Between The Lines
The inside scoop on the book world
A FULL-FIGURED DEAL The new Bertelsmann-Random House empire is only a few weeks old, but it’s already worrying the competition. In the course of a recent auction for the tentatively titled Wake Up, I’m Fat, by Camryn Manheim — up for an Emmy for her role on The Practice — sources say Random imprint Crown set a $150,000 floor, giving it the right to top any final bid. But when Crown decided not to top an offer of about twice that amount from HarperCollins, new sister imprint Broadway Books stepped in and exercised an unheard-of ”corporate topping privilege” to buy the memoir. Broadway had not participated in the auction, since company policy forbids Random divisions to bid against one another.

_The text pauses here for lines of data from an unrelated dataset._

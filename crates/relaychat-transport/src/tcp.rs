use std::fmt::Display;
use std::net::{SocketAddr, TcpListener, TcpStream, ToSocketAddrs};
use std::time::Duration;

use tracing::{debug, info};

use crate::error::{Result, TransportError};
use crate::stream::RelayStream;

/// Port the relay listens on unless configured otherwise.
pub const DEFAULT_PORT: u16 = 8889;

/// Default listening address: every interface on [`DEFAULT_PORT`].
pub const DEFAULT_BIND_ADDR: &str = "0.0.0.0:8889";

/// TCP listening transport.
///
/// Provides bind/accept/connect over a single TCP listening socket.
pub struct TcpTransport {
    listener: TcpListener,
    local_addr: SocketAddr,
}

impl TcpTransport {
    /// Bind and listen on `addr`.
    ///
    /// Port 0 asks the OS for an ephemeral port; [`TcpTransport::local_addr`]
    /// reports the one actually bound.
    pub fn bind<A>(addr: A) -> Result<Self>
    where
        A: ToSocketAddrs + Display,
    {
        let listener = TcpListener::bind(&addr).map_err(|e| TransportError::Bind {
            addr: addr.to_string(),
            source: e,
        })?;
        let local_addr = listener.local_addr().map_err(|e| TransportError::Bind {
            addr: addr.to_string(),
            source: e,
        })?;

        info!(addr = %local_addr, "listening on tcp socket");

        Ok(Self {
            listener,
            local_addr,
        })
    }

    /// Accept an incoming connection (blocking).
    pub fn accept(&self) -> Result<(RelayStream, SocketAddr)> {
        let (stream, addr) = self.listener.accept().map_err(TransportError::Accept)?;
        debug!(peer = %addr, "accepted connection");
        Ok((RelayStream::from_tcp(stream), addr))
    }

    /// Connect to a listening relay (blocking).
    pub fn connect<A>(addr: A) -> Result<RelayStream>
    where
        A: ToSocketAddrs + Display,
    {
        let stream = TcpStream::connect(&addr).map_err(|e| TransportError::Connect {
            addr: addr.to_string(),
            source: e,
        })?;
        debug!(addr = %addr, "connected to relay");
        Ok(RelayStream::from_tcp(stream))
    }

    /// Connect to a listening relay, giving up after `timeout`.
    ///
    /// Every resolved address is tried in turn; the last failure is reported.
    pub fn connect_timeout<A>(addr: A, timeout: Duration) -> Result<RelayStream>
    where
        A: ToSocketAddrs + Display,
    {
        let connect_err = |source| TransportError::Connect {
            addr: addr.to_string(),
            source,
        };

        let mut last_err = None;
        for resolved in addr.to_socket_addrs().map_err(connect_err)? {
            match TcpStream::connect_timeout(&resolved, timeout) {
                Ok(stream) => {
                    debug!(addr = %resolved, "connected to relay");
                    return Ok(RelayStream::from_tcp(stream));
                }
                Err(err) => last_err = Some(err),
            }
        }

        Err(connect_err(last_err.unwrap_or_else(|| {
            std::io::Error::new(
                std::io::ErrorKind::InvalidInput,
                "address resolved to nothing",
            )
        })))
    }

    /// The address this socket is bound to.
    pub fn local_addr(&self) -> SocketAddr {
        self.local_addr
    }
}
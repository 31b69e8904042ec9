//! TCP transport for the relaychat protocol.
//!
//! This is the lowest layer of relaychat. It owns the listening socket and
//! hands out [`RelayStream`] values; everything else builds on top of them.
//! There is no handshake: the first bytes a peer writes after connecting
//! are expected to be a frame header.

pub mod error;
pub mod stream;
pub mod tcp;

pub use error::{Result, TransportError};
pub use stream::RelayStream;
pub use tcp::{TcpTransport, DEFAULT_BIND_ADDR, DEFAULT_PORT};
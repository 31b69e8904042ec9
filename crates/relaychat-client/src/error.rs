use crate::call::CallState;

/// Errors that can occur in client operations.
#[derive(Debug, thiserror::Error)]
pub enum ClientError {
    /// Transport-level error.
    #[error("transport error: {0}")]
    Transport(#[from] relaychat_transport::TransportError),

    /// Frame-level error.
    #[error("frame error: {0}")]
    Frame(#[from] relaychat_frame::FrameError),

    /// The relay closed the connection.
    #[error("disconnected from relay")]
    Disconnected,

    /// A local call action was attempted in a state that does not allow it.
    #[error("cannot {action} while {state}")]
    InvalidCallState {
        action: &'static str,
        state: CallState,
    },

    /// Direct calls need a positive peer identity.
    #[error("invalid call target {0}")]
    InvalidTarget(i32),

    /// Reading PCM for a voice stream failed.
    #[error("voice source error: {0}")]
    VoiceSource(std::io::Error),

    /// A background thread could not be started.
    #[error("failed to spawn thread: {0}")]
    Spawn(std::io::Error),
}

pub type Result<T> = std::result::Result<T, ClientError>;
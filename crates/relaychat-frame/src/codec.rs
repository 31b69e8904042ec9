use bytes::{Buf, BufMut, Bytes, BytesMut};

use crate::error::{FrameError, Result};
use crate::kind::{MessageType, SYSTEM};

/// Frame header: type (1) + routing id (4) + length (4) = 9 bytes.
pub const HEADER_SIZE: usize = 9;

/// Largest body the length field can describe.
pub const MAX_WIRE_BODY: usize = i32::MAX as usize;

/// Default maximum body size accepted by readers: 64 MiB.
///
/// The wire format allows any non-negative `i32` length; this cap is a local
/// limit. A larger declared length is rejected as a protocol error, so peers
/// that send bigger media need [`FrameConfig::max_body_size`] raised, up to
/// [`MAX_WIRE_BODY`].
pub const DEFAULT_MAX_BODY: usize = 64 * 1024 * 1024;

/// Most buffer space reserved ahead of body bytes actually arriving.
const MAX_BODY_RESERVE: usize = 1024 * 1024;

/// One protocol message.
///
/// `routing_id` is the target identity on frames a client sends and the
/// sender identity on frames the relay delivers.
#[derive(Debug, Clone, PartialEq, Eq)]
pub struct Frame {
    /// What the body contains.
    pub kind: MessageType,
    /// Target (client → relay) or sender (relay → client).
    pub routing_id: i32,
    /// Opaque payload.
    pub body: Bytes,
}

impl Frame {
    /// Create a new frame.
    pub fn new(kind: MessageType, routing_id: i32, body: impl Into<Bytes>) -> Self {
        Self {
            kind,
            routing_id,
            body: body.into(),
        }
    }

    /// A UTF-8 text frame.
    pub fn text(routing_id: i32, text: &str) -> Self {
        Self::new(
            MessageType::Text,
            routing_id,
            Bytes::copy_from_slice(text.as_bytes()),
        )
    }

    /// A text frame from the relay itself (sender id 0).
    pub fn system_text(text: &str) -> Self {
        Self::text(SYSTEM, text)
    }

    /// A call-signalling frame. These always have an empty body.
    pub fn signal(kind: MessageType, routing_id: i32) -> Self {
        Self::new(kind, routing_id, Bytes::new())
    }

    /// The same frame with its routing id replaced.
    pub fn with_routing_id(mut self, routing_id: i32) -> Self {
        self.routing_id = routing_id;
        self
    }

    /// The body as text, if it is valid UTF-8.
    pub fn body_text(&self) -> Option<&str> {
        std::str::from_utf8(&self.body).ok()
    }

    /// True when the relay itself produced this frame.
    pub fn is_system(&self) -> bool {
        self.routing_id == SYSTEM
    }

    /// The total wire size of this frame (header + body).
    pub fn wire_size(&self) -> usize {
        HEADER_SIZE + self.body.len()
    }
}

/// Encode a frame into the wire format.
///
/// Wire format (all integers big-endian):
/// ```text
/// ┌───────────┬──────────────┬──────────────┬─────────────────┐
/// │ Type (1B) │ Routing id   │ Length       │ Body            │
/// │           │ (4B, i32)    │ (4B, i32)    │ (Length bytes)  │
/// └───────────┴──────────────┴──────────────┴─────────────────┘
/// ```
pub fn encode_frame(
    kind: MessageType,
    routing_id: i32,
    body: &[u8],
    dst: &mut BytesMut,
) -> Result<()> {
    if body.len() > MAX_WIRE_BODY {
        return Err(FrameError::BodyTooLarge {
            size: body.len(),
            max: MAX_WIRE_BODY,
        });
    }
    dst.reserve(HEADER_SIZE + body.len());
    dst.put_u8(kind.as_u8());
    dst.put_i32(routing_id);
    dst.put_i32(body.len() as i32);
    dst.put_slice(body);
    Ok(())
}

/// Decode a frame from a buffer.
///
/// Returns `Ok(None)` if the buffer doesn't contain a complete frame yet.
/// On success, consumes the frame bytes from the buffer. Header errors are
/// reported as soon as the full header is buffered, before any body bytes
/// arrive.
pub fn decode_frame(src: &mut BytesMut, max_body: usize) -> Result<Option<Frame>> {
    if src.len() < HEADER_SIZE {
        return Ok(None);
    }

    let kind = MessageType::try_from(src[0])?;
    let routing_id = i32::from_be_bytes([src[1], src[2], src[3], src[4]]);
    let length = i32::from_be_bytes([src[5], src[6], src[7], src[8]]);

    if length < 0 {
        return Err(FrameError::NegativeLength(length));
    }
    let body_len = length as usize;
    if body_len > max_body {
        return Err(FrameError::BodyTooLarge {
            size: body_len,
            max: max_body,
        });
    }

    let total = HEADER_SIZE + body_len;
    if src.len() < total {
        src.reserve((total - src.len()).min(MAX_BODY_RESERVE));
        return Ok(None);
    }

    src.advance(HEADER_SIZE);
    let body = src.split_to(body_len).freeze();

    Ok(Some(Frame {
        kind,
        routing_id,
        body,
    }))
}

/// Configuration for frame readers and writers.
#[derive(Debug, Clone)]
pub struct FrameConfig {
    /// Maximum body size in bytes. Default: [`DEFAULT_MAX_BODY`] (64 MiB),
    /// below the [`MAX_WIRE_BODY`] the length field can carry.
    pub max_body_size: usize,
    /// Read timeout for blocking operations. Default: none.
    pub read_timeout: Option<std::time::Duration>,
    /// Write timeout for blocking operations. Default: none.
    pub write_timeout: Option<std::time::Duration>,
}

impl Default for FrameConfig {
    fn default() -> Self {
        Self {
            max_body_size: DEFAULT_MAX_BODY,
            read_timeout: None,
            write_timeout: None,
        }
    }
}
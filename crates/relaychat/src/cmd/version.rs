use crate::cmd::VersionArgs;
use crate::exit::{CliResult, SUCCESS};

pub fn run(args: VersionArgs) -> CliResult<i32> {
    if !args.extended {
        println!("relaychat {}", env!("CARGO_PKG_VERSION"));
        return Ok(SUCCESS);
    }

    println!("name: relaychat");
    println!("version: {}", env!("CARGO_PKG_VERSION"));
    println!(
        "build_target: {}",
        option_env!("RELAYCHAT_BUILD_TARGET").unwrap_or("unknown")
    );
    println!("target_os: {}", std::env::consts::OS);
    println!("target_arch: {}", std::env::consts::ARCH);
    println!("git_hash: {}", option_env!("GIT_HASH").unwrap_or("unknown"));
    println!(
        "features: server={}, client={}, async={}, cli=true",
        cfg!(feature = "server"),
        cfg!(feature = "client"),
        cfg!(feature = "async")
    );
    println!("default_port: {}", relaychat_transport::DEFAULT_PORT);

    Ok(SUCCESS)
}
/// Errors that can occur in relay transport operations.
#[derive(Debug, thiserror::Error)]
pub enum TransportError {
    /// Failed to bind the listening socket.
    #[error("failed to bind to {addr}: {source}")]
    Bind {
        addr: String,
        source: std::io::Error,
    },

    /// Failed to connect to the relay.
    #[error("failed to connect to {addr}: {source}")]
    Connect {
        addr: String,
        source: std::io::Error,
    },

    /// Failed to accept an incoming connection.
    #[error("failed to accept connection: {0}")]
    Accept(std::io::Error),

    /// An I/O error occurred on the transport stream.
    #[error("transport I/O error: {0}")]
    Io(#[from] std::io::Error),
}

pub type Result<T> = std::result::Result<T, TransportError>;
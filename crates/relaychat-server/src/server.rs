use std::io;
use std::net::{IpAddr, Ipv4Addr, Ipv6Addr, SocketAddr};
use std::sync::atomic::{AtomicBool, Ordering};
use std::sync::Arc;
use std::thread::{self, JoinHandle};
use std::time::Duration;

use relaychat_frame::FrameReader;
use relaychat_transport::{RelayStream, TcpTransport, TransportError};
use tracing::{debug, info, warn};

use crate::config::ServerConfig;
use crate::connection::Outbound;
use crate::error::{Result, ServerError};
use crate::registry::Registry;
use crate::router::Router;
use crate::session;

const WAKE_TIMEOUT: Duration = Duration::from_secs(1);

/// Pause after an accept failure that will not clear on its own
/// (descriptor or memory exhaustion, a broken listener).
const ACCEPT_BACKOFF: Duration = Duration::from_millis(100);

/// Accepts connections and runs one reader thread per connection.
pub struct RelayServer {
    transport: TcpTransport,
    router: Router,
    config: ServerConfig,
    running: Arc<AtomicBool>,
}

impl RelayServer {
    /// Bind the listening socket. Nothing is accepted until [`RelayServer::run`].
    pub fn bind(config: ServerConfig) -> Result<Self> {
        let transport = TcpTransport::bind(config.bind_addr.as_str())?;
        Ok(Self {
            transport,
            router: Router::new(Arc::new(Registry::new())),
            config,
            running: Arc::new(AtomicBool::new(true)),
        })
    }

    /// Address actually bound (resolves port 0).
    pub fn local_addr(&self) -> SocketAddr {
        self.transport.local_addr()
    }

    /// Connection registry shared by every reader thread.
    pub fn registry(&self) -> &Arc<Registry> {
        self.router.registry()
    }

    /// Handle that stops [`RelayServer::run`] from another thread.
    pub fn shutdown_handle(&self) -> ShutdownHandle {
        ShutdownHandle {
            running: Arc::clone(&self.running),
            wake_addr: wake_addr(self.local_addr()),
            registry: Arc::clone(self.registry()),
        }
    }

    /// Accept connections until shut down.
    ///
    /// A failed accept or a connection that cannot be set up is logged and
    /// skipped; the loop keeps serving everyone else. Persistent accept
    /// failures are retried after a short pause.
    pub fn run(&self) -> Result<()> {
        info!(addr = %self.local_addr(), "relay started");
        self.accept_loop(|| self.transport.accept());
        self.registry().close_all();
        info!("relay stopped");
        Ok(())
    }

    fn accept_loop<F>(&self, mut accept: F)
    where
        F: FnMut() -> relaychat_transport::Result<(RelayStream, SocketAddr)>,
    {
        while self.running.load(Ordering::SeqCst) {
            let (stream, peer) = match accept() {
                Ok(accepted) => accepted,
                Err(err) => {
                    match accept_backoff(&err) {
                        Some(pause) => {
                            warn!(
                                error = %err,
                                backoff_ms = pause.as_millis() as u64,
                                "accept failed"
                            );
                            thread::sleep(pause);
                        }
                        None => debug!(error = %err, "accept interrupted"),
                    }
                    continue;
                }
            };

            if !self.running.load(Ordering::SeqCst) {
                let _ = stream.shutdown();
                break;
            }

            if let Err(err) = self.start_session(stream) {
                warn!(peer = %peer, error = %err, "failed to start connection");
            }
        }
    }

    /// Run the accept loop on a background thread.
    pub fn spawn(self) -> Result<RunningServer> {
        let local_addr = self.local_addr();
        let handle = self.shutdown_handle();
        let registry = Arc::clone(self.registry());
        let thread = thread::Builder::new()
            .name("relay-accept".to_string())
            .spawn(move || self.run())
            .map_err(ServerError::Spawn)?;

        Ok(RunningServer {
            local_addr,
            handle,
            registry,
            thread,
        })
    }

    fn start_session(&self, stream: RelayStream) -> Result<()> {
        if self.config.nodelay {
            stream.set_nodelay(true)?;
        }
        let read_half = stream.try_clone()?;
        let reader = FrameReader::with_config_tcp(read_half, self.config.frame.clone())?;
        let outbound = Outbound::tcp(stream, &self.config.frame)?;

        let connection = self.registry().register(outbound)?;
        let id = connection.id();
        let router = self.router.clone();
        let session_conn = Arc::clone(&connection);

        let spawned = thread::Builder::new()
            .name(format!("relay-conn-{id}"))
            .spawn(move || {
                let end = session::run(&router, session_conn, reader);
                debug!(id, ?end, "session ended");
            });

        if let Err(err) = spawned {
            connection.shutdown();
            self.registry().unregister(id);
            return Err(ServerError::Spawn(err));
        }
        Ok(())
    }
}

/// Stops a running [`RelayServer`].
#[derive(Clone)]
pub struct ShutdownHandle {
    running: Arc<AtomicBool>,
    wake_addr: SocketAddr,
    registry: Arc<Registry>,
}

impl ShutdownHandle {
    /// Stop accepting and close every connection. Idempotent.
    pub fn shutdown(&self) {
        if !self.running.swap(false, Ordering::SeqCst) {
            return;
        }
        info!("relay shutting down");

        // The accept loop is blocked in accept(); a throwaway connection wakes it.
        if let Err(err) = TcpTransport::connect_timeout(self.wake_addr, WAKE_TIMEOUT) {
            debug!(error = %err, "wake-up connection failed");
        }
        self.registry.close_all();
    }

    /// True until [`ShutdownHandle::shutdown`] has been called.
    pub fn is_running(&self) -> bool {
        self.running.load(Ordering::SeqCst)
    }
}

/// A relay accepting on a background thread.
pub struct RunningServer {
    local_addr: SocketAddr,
    handle: ShutdownHandle,
    registry: Arc<Registry>,
    thread: JoinHandle<Result<()>>,
}

impl RunningServer {
    pub fn local_addr(&self) -> SocketAddr {
        self.local_addr
    }

    pub fn registry(&self) -> &Arc<Registry> {
        &self.registry
    }

    pub fn shutdown_handle(&self) -> ShutdownHandle {
        self.handle.clone()
    }

    /// Shut down and wait for the accept loop to exit.
    pub fn stop(self) -> Result<()> {
        self.handle.shutdown();
        match self.thread.join() {
            Ok(result) => result,
            Err(panic) => std::panic::resume_unwind(panic),
        }
    }
}

/// How long to wait before accepting again. `None` for failures tied to a
/// single pending connection, which are retried at once.
fn accept_backoff(err: &TransportError) -> Option<Duration> {
    let source = match err {
        TransportError::Accept(source) | TransportError::Io(source) => source,
        TransportError::Bind { source, .. } | TransportError::Connect { source, .. } => source,
    };
    match source.kind() {
        io::ErrorKind::Interrupted
        | io::ErrorKind::WouldBlock
        | io::ErrorKind::ConnectionAborted
        | io::ErrorKind::ConnectionReset => None,
        _ => Some(ACCEPT_BACKOFF),
    }
}

fn wake_addr(local: SocketAddr) -> SocketAddr {
    match local.ip() {
        IpAddr::V4(ip) if ip.is_unspecified() => {
            SocketAddr::new(IpAddr::V4(Ipv4Addr::LOCALHOST), local.port())
        }
        IpAddr::V6(ip) if ip.is_unspecified() => {
            SocketAddr::new(IpAddr::V6(Ipv6Addr::LOCALHOST), local.port())
        }
        _ => local,
    }
}

#[cfg(test)]
mod tests {
    use super::*;

    #[test]
    fn wake_addr_maps_unspecified_to_loopback() {
        let any: SocketAddr = "0.0.0.0:8889".parse().unwrap();
        assert_eq!(wake_addr(any), "127.0.0.1:8889".parse().unwrap());

        let any6: SocketAddr = "[::]:8889".parse().unwrap();
        assert_eq!(wake_addr(any6), "[::1]:8889".parse().unwrap());

        let fixed: SocketAddr = "192.168.1.4:9000".parse().unwrap();
        assert_eq!(wake_addr(fixed), fixed);
    }

    #[test]
    fn accept_backoff_only_for_persistent_failures() {
        let aborted = TransportError::Accept(io::ErrorKind::ConnectionAborted.into());
        assert_eq!(accept_backoff(&aborted), None);
        let interrupted = TransportError::Accept(io::ErrorKind::Interrupted.into());
        assert_eq!(accept_backoff(&interrupted), None);

        let out_of_memory = TransportError::Accept(io::ErrorKind::OutOfMemory.into());
        assert_eq!(accept_backoff(&out_of_memory), Some(ACCEPT_BACKOFF));
    }

    #[cfg(target_os = "linux")]
    #[test]
    fn descriptor_exhaustion_backs_off() {
        // EMFILE and ENFILE.
        for errno in [24, 23] {
            let err = TransportError::Accept(io::Error::from_raw_os_error(errno));
            assert_eq!(accept_backoff(&err), Some(ACCEPT_BACKOFF));
        }
    }

    #[test]
    fn failing_accept_does_not_spin() {
        let server = RelayServer::bind(ServerConfig::with_bind_addr("127.0.0.1:0")).unwrap();
        let running = Arc::clone(&server.running);
        let stopper = thread::spawn(move || {
            thread::sleep(Duration::from_millis(500));
            running.store(false, Ordering::SeqCst);
        });

        let mut attempts = 0u32;
        server.accept_loop(|| {
            attempts += 1;
            Err(TransportError::Accept(io::Error::other("too many open files")))
        });
        stopper.join().unwrap();

        assert!(attempts >= 1);
        assert!(attempts <= 10, "accept retried {attempts} times in 500ms");
        assert!(server.registry().is_empty());
    }

    #[test]
    fn bind_reports_ephemeral_port() {
        let server = RelayServer::bind(ServerConfig::with_bind_addr("127.0.0.1:0")).unwrap();
        assert_ne!(server.local_addr().port(), 0);
        assert!(server.registry().is_empty());
    }

    #[test]
    fn stop_returns_promptly_without_clients() {
        let server = RelayServer::bind(ServerConfig::with_bind_addr("127.0.0.1:0"))
            .unwrap()
            .spawn()
            .unwrap();
        let handle = server.shutdown_handle();
        assert!(handle.is_running());

        server.stop().unwrap();
        assert!(!handle.is_running());
    }
}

Agents are concerned, since by keeping its imprints out of the auction, Random House may have kept down the book’s price. Random House spokesman Stuart Applebaum says, ”This was an unusual circumstance, and it’s not necessarily going to happen again.” Broadway will publish Manheim’s book next summer.
WHITE MAKES RIGHT? Irony lurks behind Modern Library’s largely dead-white-male ranking of the 100 Best Novels of the 20th Century (59 of which ML publishes) — and we’re not talking Henry James (three mentions). Chosen by a 10-person panel presided over by Christopher Cerf that included only one woman — A.S. Byatt — the list noted just eight female writers and even fewer authors of color. But you’d think Cerf would be the very model of a sensitive New Age man, since he’s worked on Sesame Street spin-offs, edited a 1987 sequel to Marlo Thomas’ Free to Be…You and Me, and cowritten The Official Politically Correct Dictionary. ”I’d love to see what Toni Morrison [zero mentions]would pick,” says Cerf, ”but she’s on another board and couldn’t do it.”
SEIN ON THE DOTTED LINE After months of negotiations, an authorized Seinfeld book is finally in the works: SeinOff, which will include reminiscences by the four stars and behind-the-scenes photos of the last show by David Hume Kennerly, will be published by HarperPerennial in October. Terms of the deal were not released, though William Morris agent Dan Strone had sought a reported $500,000 from publishers when he first floated the proposal in May. That price may have come down, since Seinfeld books have flooded stores in recent months, and some — like Seinfeld, an unauthorized tribute book — have already hit the remainder stacks.